President Donald Trump’s Cabinet nominees have sparked fierce fights in the Senate, but Democrats declined to go to the mat on one of his picks: former World Wrestling Entertainment CEO Linda McMahon.
The businesswoman and two-time Republican Senate nominee from Connecticut was easily confirmed Tuesday morning to lead the Small Business Administration, with 81 senators voting in her favor. On the surface, that may seem surprising, given that Democrats have decried Trump’s nominees’ exorbitant wealth and their lack of governing experience.
McMahon does not have experience running a government agency, but she is the co-founder of the WWE, which she said employs more than 800 workers. She stepped down as CEO of the organization in 2009 and co-founded Women’s Leadership Live, which promotes female entrepreneurs. Forbes estimates she is worth around $1.16 billion.
Despite that lack of experience in government, Democrats say they found McMahon’s business experience relevant to the agency and her passion for the position came through in their private meetings.
“This wasn’t a job created for her; this is a job she wanted,” said Maryland Sen. Benjamin L. Cardin, a member of the Small Business and Entrepreneurship Committee.
The backing of her former rivals was also key in garnering support for her nomination.
Connecticut’s two Democratic senators, Richard Blumenthal and Christopher S. Murphy, had both faced off against (and defeated) McMahon for their Senate seats. She spent nearly $100 million of her own money on the contests, according to The New York Times.
“You had two Democrats, both of whom had run against her or she had run against them, stand up and endorse her,” said Idaho Sen. Jim Risch, the chairman of the Small Business and Entrepreneurship Committee. “And I think obviously that makes a difference.”
Blumenthal and Murphy introduced McMahon at her confirmation hearing last month, and said they did so because she was qualified for the job.
“This visual is going to be a little amusing and surprising to folks in Connecticut who watched the three of us … over two long Senate campaigns,” Murphy said at the hearing. “But you know, politics can’t work if the political grudges never die, and political adversaries have to find a way to work together after the fight is over.”
Murphy explained after the vote Tuesday that McMahon stood out from some of Trump’s other nominees, some of whom have made past efforts to dismantle the very agencies they were nominated to run.
“For a lot of us, the test is, are these nominees qualified and are they radical in their views?” Murphy said. “I’ve had major disagreements with Linda McMahon, but she clearly has experience in business and generally, she is not radical in the views she’s bringing to SBA. She’s not coming to SBA to eliminate it. She’s coming to SBA to try to make it work better.”
That business experience was part of the reason her wealth was not as much of an issue as with Education Secretary Betsy DeVos and Treasury Secretary Steven Mnuchin.
“With DeVos, it was her wealth combined with her lack of qualifications.

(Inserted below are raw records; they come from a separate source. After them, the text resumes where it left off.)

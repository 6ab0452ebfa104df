//! Error types for toolgate
//!
//! 모든 에러를 중앙에서 관리하고, 호출자에게 노출되는 8개의 에러 코드(`ErrorKind`)로 매핑

use serde::{Deserialize, Serialize};
use thiserror::Error;

/// Result type alias
pub type Result<T> = std::result::Result<T, Error>;

// ============================================================================
// ErrorKind - 외부 에러 코드
// ============================================================================

/// 호출자가 분기할 수 있는 평탄한 에러 코드
///
/// `message`는 사람을 위한 것이고, 프로그램은 이 코드만 보고 판단한다.
#[derive(Debug, Clone, Copy, PartialEq, Eq, Hash, Serialize, Deserialize)]
#[serde(rename_all = "SCREAMING_SNAKE_CASE")]
pub enum ErrorKind {
    PermissionDenied,
    NotFound,
    InvalidInput,
    AlreadyExists,
    Timeout,
    ExecutionError,
    NetworkError,
    IoError,
}

impl ErrorKind {
    pub const ALL: [ErrorKind; 8] = [
        ErrorKind::PermissionDenied,
        ErrorKind::NotFound,
        ErrorKind::InvalidInput,
        ErrorKind::AlreadyExists,
        ErrorKind::Timeout,
        ErrorKind::ExecutionError,
        ErrorKind::NetworkError,
        ErrorKind::IoError,
    ];

    pub fn as_str(&self) -> &'static str {
        match self {
            ErrorKind::PermissionDenied => "PERMISSION_DENIED",
            ErrorKind::NotFound => "NOT_FOUND",
            ErrorKind::InvalidInput => "INVALID_INPUT",
            ErrorKind::AlreadyExists => "ALREADY_EXISTS",
            ErrorKind::Timeout => "TIMEOUT",
            ErrorKind::ExecutionError => "EXECUTION_ERROR",
            ErrorKind::NetworkError => "NETWORK_ERROR",
            ErrorKind::IoError => "IO_ERROR",
        }
    }

    /// 문자열 코드 파싱 (정확히 일치해야 함)
    pub fn parse(code: &str) -> Option<Self> {
        Self::ALL.into_iter().find(|k| k.as_str() == code)
    }
}

impl std::fmt::Display for ErrorKind {
    fn fmt(&self, f: &mut std::fmt::Formatter<'_>) -> std::fmt::Result {
        f.write_str(self.as_str())
    }
}

// ============================================================================
// Error
// ============================================================================

/// toolgate 에러 타입
#[derive(Error, Debug)]
pub enum Error {
    // ========================================================================
    // 설정 관련
    // ========================================================================
    #[error("Configuration error: {0}")]
    Config(String),

    // ========================================================================
    // 입력 검증
    // ========================================================================
    #[error("Invalid input: {0}")]
    InvalidInput(String),

    // ========================================================================
    // 파일/리소스 상태
    // ========================================================================
    #[error("Not found: {0}")]
    NotFound(String),

    #[error("Storage error: {0}")]
    Storage(String),

    // ========================================================================
    // 네트워크
    // ========================================================================
    #[error("HTTP error: {0}")]
    Http(String),

    // ========================================================================
    // 외부 에러 변환
    // ========================================================================
    #[error("IO error: {0}")]
    Io(#[from] std::io::Error),

    #[error("JSON error: {0}")]
    Json(#[from] serde_json::Error),

    #[error("SQLite error: {0}")]
    Sqlite(#[from] rusqlite::Error),
}

impl Error {
    /// 외부 에러 코드로 매핑
    pub fn kind(&self) -> ErrorKind {
        match self {
            Error::NotFound(_) => ErrorKind::NotFound,
            Error::InvalidInput(_) | Error::Config(_) => ErrorKind::InvalidInput,
            Error::Http(_) => ErrorKind::NetworkError,
            Error::Io(e) => match e.kind() {
                std::io::ErrorKind::NotFound => ErrorKind::NotFound,
                std::io::ErrorKind::AlreadyExists => ErrorKind::AlreadyExists,
                _ => ErrorKind::IoError,
            },
            // 직렬화 실패는 저장 매체가 아니라 실행 쪽 결함
            Error::Json(_) => ErrorKind::ExecutionError,
            Error::Sqlite(_) | Error::Storage(_) => ErrorKind::IoError,
        }
    }
}

#[cfg(test)]
mod tests {
    use super::*;

    #[test]
    fn test_kind_codes_are_stable() {
        assert_eq!(ErrorKind::PermissionDenied.as_str(), "PERMISSION_DENIED");
        assert_eq!(ErrorKind::IoError.as_str(), "IO_ERROR");
        assert_eq!(
            serde_json::to_value(ErrorKind::AlreadyExists).unwrap(),
            serde_json::json!("ALREADY_EXISTS")
        );
        assert_eq!(ErrorKind::parse("TIMEOUT"), Some(ErrorKind::Timeout));
        assert_eq!(ErrorKind::parse("timeout"), None);
    }

    #[test]
    fn test_io_not_found_maps_to_not_found() {
        let err: Error = std::io::Error::new(std::io::ErrorKind::NotFound, "gone").into();
        assert_eq!(err.kind(), ErrorKind::NotFound);

        let err: Error = std::io::Error::new(std::io::ErrorKind::Other, "disk").into();
        assert_eq!(err.kind(), ErrorKind::IoError);
    }

    #[test]
    fn test_kind_mapping() {
        assert_eq!(Error::Config("bad".into()).kind(), ErrorKind::InvalidInput);
        assert_eq!(Error::Http("refused".into()).kind(), ErrorKind::NetworkError);
        assert_eq!(Error::Storage("full".into()).kind(), ErrorKind::IoError);

        let err: Error = serde_json::from_str::<u32>("not json").unwrap_err().into();
        assert_eq!(err.kind(), ErrorKind::ExecutionError);
    }
}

With Mnuchin it was wealth combined with his record of treating his bank customers pretty miserably,” Murphy said. “So I think we’re all concerned about the billionaire Cabinet, but Linda didn’t have the baggage that some of these other nominees [had].”
Delaware Sen. Chris Coons, a Democratic member of the Small Business and Entrepreneurship Committee, said McMahon stood out from the other nominees because her goals coincided with those of the Small Business Administration, which provides financial assistance and other guidance for Americans starting and growing small businesses.
“Compared to a number of other Cabinet nominees whose careers were dedicated to undermining the agency they are charged with running, or who had demonstrably little to no experience in running a federal agency, she at least met those tests,” Coons said.
The temporary bipartisanship over Trump’s nominees will not last long, with two contentious nominations up next in the Senate: GOP Rep. Mick Mulvaney of South Carolina, Trump’s pick to run the Office of Management and Budget, and Scott Pruitt, the EPA director-designee. Senate Majority Leader Mitch McConnell has also started the procedural motions to confirm four of Trump’s other nominees as well.
Senate Minority Whip Richard J. Durbin said he expected the Pruitt nomination to “take some time” unless senators reach a time agreement, meaning debate could be drawn out.
But Durbin’s counterpart on the Republican side, John Cornyn of Texas, was hopeful for agreements on upcoming nominations.
“We continue to talk and hope that some of these will break loose, like the McMahon and the [Veterans Affairs Secretary David] Shulkin one did,” Cornyn said. “There’s a couple which I think are controversial but many others that are not and at some point I hope that people … will agree with us to move these without going through all the procedural hoops.”